There are two ways I could start this post:
El Salvador's refusal to ratify international conventions on labor rights cost 600 Salvadoran workers their jobs.
The European Union, using trade as leverage to try and protect Salvadoran workers, actually caused the firing of more that 600 workers in the country.
You decide. Here are the facts:
The Spanish company Grupo Calvo, terminated the jobs of 600 workers on Monday at its tuna processing plant in Punta Gorda, in the eastern part of El Salvador. The company says its decision was necessary because El Salvador is losing the ability to ship goods duty-free into the European Union under a program called SGP Plus. Tuna from Calvo's El Salvador operations will now be subject to a 22% tariff, which prices Calvo out of the market. (Calvo primarily markets its tuna in Europe and Latin America).

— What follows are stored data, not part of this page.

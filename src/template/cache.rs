//! Read-through cache of loaded templates

use std::collections::HashMap;
use std::path::{Path, PathBuf};
use std::sync::{Arc, PoisonError, RwLock, RwLockReadGuard, RwLockWriteGuard};

use tracing::debug;

use crate::error::ParseError;

use super::model::Template;

/// Concurrent cache of parsed templates keyed by source path
///
/// Sits in front of the loader so the same file is parsed once; rendering
/// never goes through it. Cached templates are shared as `Arc<Template>` and
/// are immutable, so any number of threads can render from them at once.
#[derive(Debug, Default)]
pub struct TemplateCache {
    templates: RwLock<HashMap<PathBuf, Arc<Template>>>,
    /// Base path for resolving relative file paths
    base_path: Option<PathBuf>,
}

impl TemplateCache {
    /// Create a new empty cache
    pub fn new() -> Self {
        Self::default()
    }

    /// Create a cache that resolves relative paths against `base_path`
    pub fn with_base_path(base_path: PathBuf) -> Self {
        Self {
            templates: RwLock::default(),
            base_path: Some(base_path),
        }
    }

    pub fn base_path(&self) -> Option<&PathBuf> {
        self.base_path.as_ref()
    }

    /// Resolve a path relative to the base path
    pub fn resolve_path(&self, path: &Path) -> PathBuf {
        match &self.base_path {
            Some(base) if path.is_relative() => base.join(path),
            _ => path.to_path_buf(),
        }
    }

    /// Return the cached template for `path`, loading it on first use
    pub fn load(&self, path: impl AsRef<Path>) -> Result<Arc<Template>, ParseError> {
        let full_path = self.resolve_path(path.as_ref());
        if let Some(template) = self.read().get(&full_path) {
            return Ok(Arc::clone(template));
        }

        debug!(path = %full_path.display(), "loading template");
        let template = Arc::new(Template::from_yaml_file(&full_path)?);
        // Another thread may have loaded it meanwhile; keep the first copy
        let mut templates = self.write();
        Ok(Arc::clone(templates.entry(full_path).or_insert(template)))
    }

    /// Get a cached template without loading
    pub fn get(&self, path: impl AsRef<Path>) -> Option<Arc<Template>> {
        let full_path = self.resolve_path(path.as_ref());
        self.read().get(&full_path).cloned()
    }

    pub fn contains(&self, path: impl AsRef<Path>) -> bool {
        self.get(path).is_some()
    }

    /// Drop a cached entry so the next load re-reads the file
    pub fn invalidate(&self, path: impl AsRef<Path>) -> bool {
        let full_path = self.resolve_path(path.as_ref());
        self.write().remove(&full_path).is_some()
    }

    pub fn clear(&self) {
        self.write().clear();
    }

    pub fn len(&self) -> usize {
        self.read().len()
    }

    pub fn is_empty(&self) -> bool {
        self.read().is_empty()
    }

    fn read(&self) -> RwLockReadGuard<'_, HashMap<PathBuf, Arc<Template>>> {
        self.templates.read().unwrap_or_else(PoisonError::into_inner)
    }

    fn write(&self) -> RwLockWriteGuard<'_, HashMap<PathBuf, Arc<Template>>> {
        self.templates.write().unwrap_or_else(PoisonError::into_inner)
    }
}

El Salvador is losing its duty free status in trade with the EU because it has failed to ratify the two key International Labor Organization conventions governing freedom of association. The conventions are ILO Convention 87 concerning Freedom of Association and Protection of the Right to Organize and ILO Convention 98 concerning the Right to Organize and Collective Bargaining. The Salvadoran government asserts that it cannot sign the accords without amending the Salvadoran constitution. The international agreements are broad enough to include the right of government and other public sector employees to organize, but the Salvadoran constitution does not accord such rights.
Under an EU trade program with Central American countries called SGP Plus, those countries can export goods to the EU free of tariffs, under certain rules including ratification by those countries of 23 international labor conventions. El Salvador has ratified all but two. The EU had given El Salvador extensions of time to come into compliance, but now the Salvadoran government and Calvo have realized that time has run out and there will be no more extensions, according to stories in La Prensa Grafica and Diario El Mundo.
The Calvo tuna processing facility was opened in 2002 as the largest tuna plant in the Americas. It was featured in a 2005 Washington Post article as an example of a foreign company operating in El Salvador which hoped to expand when CAFTA opened US markets. Now the company plans to completely shut its operations.
Who cost the workers at Grupo Calvo their jobs?
Thanks to Steve for suggesting this topic.